There was expert testimony in the instant case that a title insurance company is a trustee as to all principals to an escrow and that an escrow officer has a duty to each of the principals to act fairly and to disclose any facts which might materially affect their interests. The escrow officer should make a preliminary report available to the principals and should accurately describe the condition of the title. It is obvious that City Title, acting by and through its agent, Olsen, fulfilled none of these duties.

Deceit may consist of the suppression of a fact by one who is bound to disclose it or who gives information of other facts which are likely to mislead for want of communication of that fact. (Civ. Code, § 1710, subd. 3.) The intentional failure to disclose a material fact is actionable fraud if there is a fiduciary relationship giving rise to a duty to disclose it. (Black v. Shearson, Hammill & Co. (1968) 266 Cal.App.2d 362, 367 [72 Cal.Rptr. 157].) The evidence in the instant case is susceptible of no other interpretation but that appellant City Title was guilty of actionable fraud.

Appellants’ final contention is that the trial court erred in erroneously admitting evidence pertaining to another action filed against City Title.

Appellants’ position is wholly without merit, since a letter which was read into evidence at the trial and which was written by appellants’ associate counsel specifically refers to the action in question as being “predicated on fraud.” Admission of the evidence pertaining to this action was clearly proper under Evidence Code section 1101, subdivision (b), since the evidence was relevant to prove motive, opportunity, intent preparation, plan, knowledge, identity and the absence of mistake or accident. Further, for the reasons pointed out above, admission of the evidence complained of could not conceivably have been prejudicial to appellants.

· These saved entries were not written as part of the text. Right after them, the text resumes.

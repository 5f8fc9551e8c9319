//! Recursive-descent parser for Heluna expressions.
//!
//! ```text
//! Literal      = <Integer> | <Float> | <String> | <Boolean>
//! Boolean      = <Identifier "true"> | <Identifier "false">
//! Factor       = <Literal> | <Reference>
//! Term         = <Factor> (('*' | '/' | '%') <Term>)?
//! Reference    = '$' (<Integer> | <Identifier>) <ListAccessor>?
//! ListAccessor = '.' (<Integer> | <String> | <Identifier> | <Reference>) <ListAccessor>?
//! Expression   = '-'? <Term> (('+' | '-') <Expression>)*
//! ```
//!
//! Each rule returns `Ok(None)` when its pattern is not at the cursor, with the
//! cursor left where it was. Errors are only raised once a rule has consumed
//! an operator, a `.` or a leading `-` and the required continuation is missing.

use tracing::trace;

use crate::{
    ast::{BinOp, Expr, Token, TokenKind},
    cursor::TokenCursor,
    error::{ParseError, Result},
    lexer,
};

/// Deepest nesting of operators and accessors a single parse accepts.
pub const MAX_DEPTH: usize = 128;

pub struct Parser<'c> {
    cursor: &'c mut TokenCursor,
    depth: usize,
}

/// Operator spelled by a symbol token, restricted to one precedence level.
fn operator(token: &Token, level: fn(BinOp) -> bool) -> Option<BinOp> {
    if token.kind != TokenKind::Symbol {
        return None;
    }
    BinOp::from_symbol(&token.data).filter(|op| level(*op))
}

impl<'c> Parser<'c> {
    pub fn new(cursor: &'c mut TokenCursor) -> Self {
        Parser { cursor, depth: 0 }
    }

    fn too_deep(&self) -> ParseError {
        ParseError::parser("expression nests too deeply", self.cursor.peek().cloned())
    }

    /// Runs `rule` one nesting level deeper.
    fn nested<T>(&mut self, rule: fn(&mut Self) -> Result<T>) -> Result<T> {
        if self.depth >= MAX_DEPTH {
            return Err(self.too_deep());
        }
        self.depth += 1;
        let result = rule(self);
        self.depth -= 1;
        result
    }

    /// Literal = <Integer> | <Float> | <String> | <Boolean>
    fn parse_literal(&mut self) -> Option<Expr> {
        let token = self.cursor.next()?;
        match token.kind {
            TokenKind::Integer | TokenKind::Float | TokenKind::String => Some(Expr::Value(token)),
            TokenKind::Identifier if token.is_boolean() => Some(Expr::Value(token)),
            _ => {
                self.cursor.return_token();
                None
            }
        }
    }

    /// Factor = <Literal> | <Reference>
    fn parse_factor(&mut self) -> Result<Option<Expr>> {
        if let Some(literal) = self.parse_literal() {
            return Ok(Some(literal));
        }
        self.parse_reference()
    }

    fn parse_term(&mut self) -> Result<Option<Expr>> {
        self.nested(Self::term)
    }

    /// Term = <Factor> (('*' | '/' | '%') <Term>)?
    fn term(&mut self) -> Result<Option<Expr>> {
        let Some(left) = self.parse_factor()? else {
            return Ok(None);
        };

        let position = self.cursor.position();
        if let Some(token) = self.cursor.next()
            && let Some(op) = operator(&token, BinOp::is_multiplicative)
        {
            trace!(op = %op, at = %token.position, "term operator");
            let Some(right) = self.parse_term()? else {
                return Err(ParseError::parser(
                    "isolated operator at end of input",
                    Some(token),
                ));
            };
            return Ok(Some(Expr::Operator {
                op,
                token,
                left: Box::new(left),
                right: Box::new(right),
            }));
        }

        // Not followed by another term, keep only the factor
        self.cursor.set_position(position);
        Ok(Some(left))
    }

    /// Reference = '$' (<Integer> | <Identifier>) <ListAccessor>?
    fn parse_reference(&mut self) -> Result<Option<Expr>> {
        let Some(token) = self.cursor.next() else {
            return Ok(None);
        };
        if token.kind != TokenKind::Reference {
            self.cursor.return_token();
            return Ok(None);
        }
        self.attach_accessor(Expr::Reference(token)).map(Some)
    }

    /// ListAccessor = '.' (<Integer> | <String> | <Identifier> | <Reference>) <ListAccessor>?
    ///
    /// Wraps `expr` in as many accessors as follow it; each new accessor takes
    /// the previous result as its object.
    fn attach_accessor(&mut self, mut expr: Expr) -> Result<Expr> {
        let mut length = 0;
        while let Some(dot) = self.cursor.next() {
            if !dot.is_symbol(".") {
                self.cursor.return_token();
                break;
            }
            length += 1;
            if self.depth + length > MAX_DEPTH {
                return Err(ParseError::parser("expression nests too deeply", Some(dot)));
            }

            let value = self.cursor.require_next("list accessor missing value")?;
            trace!(key = %value, at = %dot.position, "list accessor");
            let key = match value.kind {
                TokenKind::Integer | TokenKind::String => Expr::Value(value),
                TokenKind::Identifier => Expr::Identifier(value),
                TokenKind::Reference => Expr::Reference(value),
                TokenKind::Float | TokenKind::Symbol => {
                    return Err(ParseError::parser("invalid list accessor", Some(value)));
                }
            };

            expr = Expr::Access {
                token: dot,
                object: Box::new(expr),
                key: Box::new(key),
            };
        }
        Ok(expr)
    }

    fn parse_expression(&mut self) -> Result<Option<Expr>> {
        self.nested(Self::expression)
    }

    /// Expression = '-'? <Term> (('+' | '-') <Expression>)*
    fn expression(&mut self) -> Result<Option<Expr>> {
        let Some(first) = self.cursor.next() else {
            return Ok(None);
        };

        let negation = if first.is_symbol("-") {
            if !self.cursor.has_next() {
                return Err(ParseError::parser(
                    "`-` is not a valid expression",
                    Some(first),
                ));
            }
            Some(first)
        } else {
            self.cursor.return_token();
            None
        };

        let Some(mut expr) = self.parse_term()? else {
            return Err(ParseError::parser(
                "expecting a valid Term to start expression",
                self.cursor.peek().cloned(),
            ));
        };

        while let Some(token) = self.cursor.next() {
            let Some(op) = operator(&token, BinOp::is_additive) else {
                self.cursor.return_token();
                break;
            };
            trace!(op = %op, at = %token.position, "expression operator");
            let Some(right) = self.parse_expression()? else {
                return Err(ParseError::parser("expecting expression", Some(token)));
            };
            expr = Expr::Operator {
                op,
                token,
                left: Box::new(expr),
                right: Box::new(right),
            };
        }

        if let Some(token) = negation {
            expr = Expr::Negate {
                token,
                operand: Box::new(expr),
            };
        }
        Ok(Some(expr))
    }

    /// Parse one expression starting at the cursor.
    ///
    /// Tokens after the expression are left unconsumed. Input nesting deeper
    /// than [`MAX_DEPTH`] is rejected with an error.
    #[tracing::instrument(skip_all, fields(token_count = self.cursor.remaining().len()))]
    pub fn parse(&mut self) -> Result<Expr> {
        if !self.cursor.has_next() {
            return Err(ParseError::parser("cannot parse an empty input", None));
        }
        match self.parse_expression()? {
            Some(expr) => Ok(expr),
            None => Err(ParseError::parser(
                "input must start with a valid expression",
                self.cursor.peek().cloned(),
            )),
        }
    }
}

/// Parse the expression at the start of `cursor`.
pub fn parse(cursor: &mut TokenCursor) -> Result<Expr> {
    Parser::new(cursor).parse()
}

/// Tokenize and parse `source`.
///
/// # Examples
/// ```
/// use heluna::{parse_text, ExprKind};
///
/// let expr = parse_text("$price * 2").unwrap();
/// assert_eq!(expr.kind(), ExprKind::Operator);
/// assert_eq!(expr.to_string(), "(* $price 2)");
/// ```
pub fn parse_text(source: &str) -> Result<Expr> {
    let mut cursor = lexer::tokenize_cursor(source)?;
    parse(&mut cursor)
}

One further point requires discussion. Respondents have asked this court to award them attorney’s fees on appeal and have filed the declaration of their attorney, William Ferriter, averring that he has devoted approximately 400 hours to the preparation of respondents’ brief and feels that the reasonable value of his services on appeal is $20,000. Appellants filed an opening brief which contained numerous assignments of error but with an extremely scanty reference to the lengthy reporter’s transcript, and appellants thereby shifted to respondents the burden of adequately summarizing the evidence. Respondents’ brief contains a fair, accurate and thorough review of the evidence, and it also contains a competent, clear and well-written analysis of the arguments raised and the law pertaining thereto. This court properly could award respondents an appropriate sum on appeal as attorney’s fees. (Wilson v. Wilson (1960) 54 Cal.2d 264, 272 [5 Cal.Rptr. 317, 352 P.2d 725]; Beverly Hills Nat. Bank v. Glynn (1971) 16 Cal.App.3d 274, 289 [93 Cal.Rptr. 907].)

However, it would seem that the judgments herein affirmed are sufficient to- reimburse the successful respondents.

The judgments are affirmed. Respondents will have their costs on appeal.

Taylor, P. J., and Kane, J., concurred. 
      
      Retired judge of the superior court sitting under assignment by the Chairman of the Judicial Council.